▶ [SUPPLIED ENTRIES]
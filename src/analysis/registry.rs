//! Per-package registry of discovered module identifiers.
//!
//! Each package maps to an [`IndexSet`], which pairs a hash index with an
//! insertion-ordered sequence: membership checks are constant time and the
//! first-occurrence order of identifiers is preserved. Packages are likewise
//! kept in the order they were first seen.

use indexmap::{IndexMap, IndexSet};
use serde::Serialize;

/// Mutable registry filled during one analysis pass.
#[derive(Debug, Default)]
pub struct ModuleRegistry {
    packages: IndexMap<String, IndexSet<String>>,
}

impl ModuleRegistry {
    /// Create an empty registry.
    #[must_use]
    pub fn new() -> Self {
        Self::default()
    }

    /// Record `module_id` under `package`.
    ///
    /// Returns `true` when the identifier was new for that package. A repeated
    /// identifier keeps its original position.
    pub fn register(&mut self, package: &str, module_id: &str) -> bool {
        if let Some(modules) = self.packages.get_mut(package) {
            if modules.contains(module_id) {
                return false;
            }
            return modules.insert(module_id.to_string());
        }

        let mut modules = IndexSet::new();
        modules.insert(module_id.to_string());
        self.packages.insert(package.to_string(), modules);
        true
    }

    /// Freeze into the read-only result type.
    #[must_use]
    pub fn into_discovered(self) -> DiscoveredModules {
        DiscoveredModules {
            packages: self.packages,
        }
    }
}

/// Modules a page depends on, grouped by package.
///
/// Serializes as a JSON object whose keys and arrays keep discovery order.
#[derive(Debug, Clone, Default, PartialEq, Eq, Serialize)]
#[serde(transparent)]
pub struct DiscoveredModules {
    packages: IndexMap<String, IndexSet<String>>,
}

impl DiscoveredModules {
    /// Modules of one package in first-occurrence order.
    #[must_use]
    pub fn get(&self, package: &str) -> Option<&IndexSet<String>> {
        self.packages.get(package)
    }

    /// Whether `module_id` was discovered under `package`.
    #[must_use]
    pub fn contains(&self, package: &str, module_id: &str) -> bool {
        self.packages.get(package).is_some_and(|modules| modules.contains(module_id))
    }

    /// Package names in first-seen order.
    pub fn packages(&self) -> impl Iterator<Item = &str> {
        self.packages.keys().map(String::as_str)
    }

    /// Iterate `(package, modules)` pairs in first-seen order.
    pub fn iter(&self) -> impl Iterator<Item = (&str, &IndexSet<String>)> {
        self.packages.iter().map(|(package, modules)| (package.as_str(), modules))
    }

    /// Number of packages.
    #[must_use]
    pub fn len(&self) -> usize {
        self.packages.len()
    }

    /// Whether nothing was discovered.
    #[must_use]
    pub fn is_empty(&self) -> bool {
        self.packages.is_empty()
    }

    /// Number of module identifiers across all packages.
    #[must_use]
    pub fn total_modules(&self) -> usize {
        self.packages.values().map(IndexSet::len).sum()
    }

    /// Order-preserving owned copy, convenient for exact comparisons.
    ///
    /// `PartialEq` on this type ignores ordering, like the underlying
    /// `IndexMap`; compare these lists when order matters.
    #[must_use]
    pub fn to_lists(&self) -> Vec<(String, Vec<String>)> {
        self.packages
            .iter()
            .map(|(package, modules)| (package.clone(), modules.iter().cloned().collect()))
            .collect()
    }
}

...

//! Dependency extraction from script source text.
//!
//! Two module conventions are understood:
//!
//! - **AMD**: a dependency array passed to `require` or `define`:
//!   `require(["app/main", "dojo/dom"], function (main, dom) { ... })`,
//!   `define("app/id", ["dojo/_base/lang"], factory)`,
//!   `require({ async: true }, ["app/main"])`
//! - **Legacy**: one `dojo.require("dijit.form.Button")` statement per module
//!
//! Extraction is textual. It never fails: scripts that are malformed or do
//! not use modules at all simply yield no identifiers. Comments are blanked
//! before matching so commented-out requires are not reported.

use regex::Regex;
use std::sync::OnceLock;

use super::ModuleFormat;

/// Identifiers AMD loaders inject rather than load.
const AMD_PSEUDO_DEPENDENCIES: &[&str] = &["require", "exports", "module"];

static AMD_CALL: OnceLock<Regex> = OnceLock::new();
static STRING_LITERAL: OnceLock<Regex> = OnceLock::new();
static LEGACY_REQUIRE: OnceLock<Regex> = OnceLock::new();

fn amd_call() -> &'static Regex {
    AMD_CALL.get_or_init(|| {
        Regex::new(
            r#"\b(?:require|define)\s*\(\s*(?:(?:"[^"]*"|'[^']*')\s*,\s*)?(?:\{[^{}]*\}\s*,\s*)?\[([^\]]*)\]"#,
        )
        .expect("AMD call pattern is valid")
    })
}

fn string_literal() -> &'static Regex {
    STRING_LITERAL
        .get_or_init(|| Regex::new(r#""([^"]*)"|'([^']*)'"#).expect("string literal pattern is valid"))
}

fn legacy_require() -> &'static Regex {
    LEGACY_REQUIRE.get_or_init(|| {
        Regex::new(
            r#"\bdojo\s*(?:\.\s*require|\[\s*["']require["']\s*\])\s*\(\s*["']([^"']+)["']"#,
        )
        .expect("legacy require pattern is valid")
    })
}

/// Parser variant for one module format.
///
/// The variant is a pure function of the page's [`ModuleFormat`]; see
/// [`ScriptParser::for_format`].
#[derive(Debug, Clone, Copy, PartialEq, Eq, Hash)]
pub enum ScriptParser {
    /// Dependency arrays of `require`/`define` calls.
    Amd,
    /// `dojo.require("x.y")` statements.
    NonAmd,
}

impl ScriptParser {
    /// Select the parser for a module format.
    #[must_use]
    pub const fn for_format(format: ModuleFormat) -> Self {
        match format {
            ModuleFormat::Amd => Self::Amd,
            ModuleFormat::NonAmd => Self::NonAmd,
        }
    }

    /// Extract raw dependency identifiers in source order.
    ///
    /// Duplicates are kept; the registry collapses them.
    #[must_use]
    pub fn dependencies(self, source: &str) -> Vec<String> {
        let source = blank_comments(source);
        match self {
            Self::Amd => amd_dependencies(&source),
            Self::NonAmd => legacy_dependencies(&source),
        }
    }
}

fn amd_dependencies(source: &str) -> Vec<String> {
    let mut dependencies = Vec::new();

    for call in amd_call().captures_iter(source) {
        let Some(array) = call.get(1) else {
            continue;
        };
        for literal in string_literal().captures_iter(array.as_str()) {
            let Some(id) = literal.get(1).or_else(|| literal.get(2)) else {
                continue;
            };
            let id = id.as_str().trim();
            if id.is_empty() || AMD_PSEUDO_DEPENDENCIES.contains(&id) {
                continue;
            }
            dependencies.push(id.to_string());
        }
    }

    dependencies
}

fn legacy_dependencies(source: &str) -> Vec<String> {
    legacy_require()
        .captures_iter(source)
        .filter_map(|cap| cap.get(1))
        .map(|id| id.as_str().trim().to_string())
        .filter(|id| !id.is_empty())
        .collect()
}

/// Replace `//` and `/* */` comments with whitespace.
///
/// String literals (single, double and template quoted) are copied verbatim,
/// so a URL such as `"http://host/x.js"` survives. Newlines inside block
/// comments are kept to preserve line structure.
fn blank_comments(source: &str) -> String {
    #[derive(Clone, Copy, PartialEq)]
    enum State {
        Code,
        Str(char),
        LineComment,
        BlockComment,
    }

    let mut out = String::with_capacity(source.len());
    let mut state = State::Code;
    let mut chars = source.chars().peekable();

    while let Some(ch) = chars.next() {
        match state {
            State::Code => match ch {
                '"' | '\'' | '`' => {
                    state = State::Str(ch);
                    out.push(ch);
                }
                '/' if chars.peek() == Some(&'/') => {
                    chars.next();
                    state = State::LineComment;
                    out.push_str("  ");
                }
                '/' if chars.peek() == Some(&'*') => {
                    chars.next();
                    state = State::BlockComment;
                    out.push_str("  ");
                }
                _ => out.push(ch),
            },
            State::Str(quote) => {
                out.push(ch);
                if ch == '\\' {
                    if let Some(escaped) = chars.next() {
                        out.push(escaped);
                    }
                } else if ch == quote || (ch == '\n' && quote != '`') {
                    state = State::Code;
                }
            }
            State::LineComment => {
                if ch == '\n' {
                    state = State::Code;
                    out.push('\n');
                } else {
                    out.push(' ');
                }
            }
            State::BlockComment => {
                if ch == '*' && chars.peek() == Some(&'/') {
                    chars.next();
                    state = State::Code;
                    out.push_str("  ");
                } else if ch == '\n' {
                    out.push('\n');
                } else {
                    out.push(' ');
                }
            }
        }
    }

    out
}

▶ [ASSIGNED TASK] Go through the listing above and return every line where the word "pattern" occurs.

▶ [TASK RESPONSE]
        .expect("AMD call pattern is valid")
        .get_or_init(|| Regex::new(r#""([^"]*)"|'([^']*)'"#).expect("string literal pattern is valid"))
        .expect("legacy require pattern is valid")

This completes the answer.